Who did the cover for your incredible Plug Research album, the one with the clown on front? Did you come up with that? Why does it so accurately reflect your beautiful music?
I came up with the concept and did the photography for the cover while a friend of mine helped out with the graphic design and filling in with some of the artwork (like the waves). There are many ideas for photography and other things floating around in my head.  I was going to art school before I started really being serious (if you could call it that) about music. So I hope it goes with my music as I made both.

What software and gear do you use? What does your live setup consist of?
Your very own nerd question… hmm? I use many different software applications but mainly I use Logic to make tracks and Max/MSP for playing live. I have recently taken an interest in getting a bunch of real instruments. Contrary to popular belief, I am not just a laptop musician. There is a bunch of studio gear I have and a bunch on my list. Since my move to Berlin I have been having to do a lot more work only inside the computer and it really makes me feel claustrophobic. So now I am trying to get out with electric pianos, a kid’s drumset, an autoharp and jawharp.
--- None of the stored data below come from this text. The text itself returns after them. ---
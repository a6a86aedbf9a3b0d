//! Command Line Interface module

pub mod args;

pub use args::*;

use anyhow::Result;

/// Parse arguments and run the window until it is closed
pub fn run() -> Result<()> {
    let cli = Cli::parse_args();
    crate::window::launch(cli.debug)
}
When I play live I just use my laptop, a midi controller and a microphone. I do my best not to be a “clicker” and just look at my computer. My performance is quite live instead of just pushing play on a sequencer.  I mix elements and there is no set arrangement so I can move through and mix my different tracks in any way. That, along with my singing (attempt at singing I should say), gives it all some room for mistakes which I think is very important.

With all the talk of theory in this sort of music (microsound, Mille Plateaux), do you have a politics—and I really mean this in the loosest sense of the word—in, behind, through, your music?
Well, I do have some reactionary politics against the Clicks and Cuts stuff material I hear.  First of all, I think it is bollocks to just do music only along the lines of this genre (or any genre without adding something new). It seems a large portion of it follows strict guidelines that really make it lack personality. It’s just sooooo ultra serious and has no sense of humor which makes me just take it as more of a joke. I try to infuse a sense of humor into my music as well or at least have some fun with it.
Are there are any more Moron projects in the works?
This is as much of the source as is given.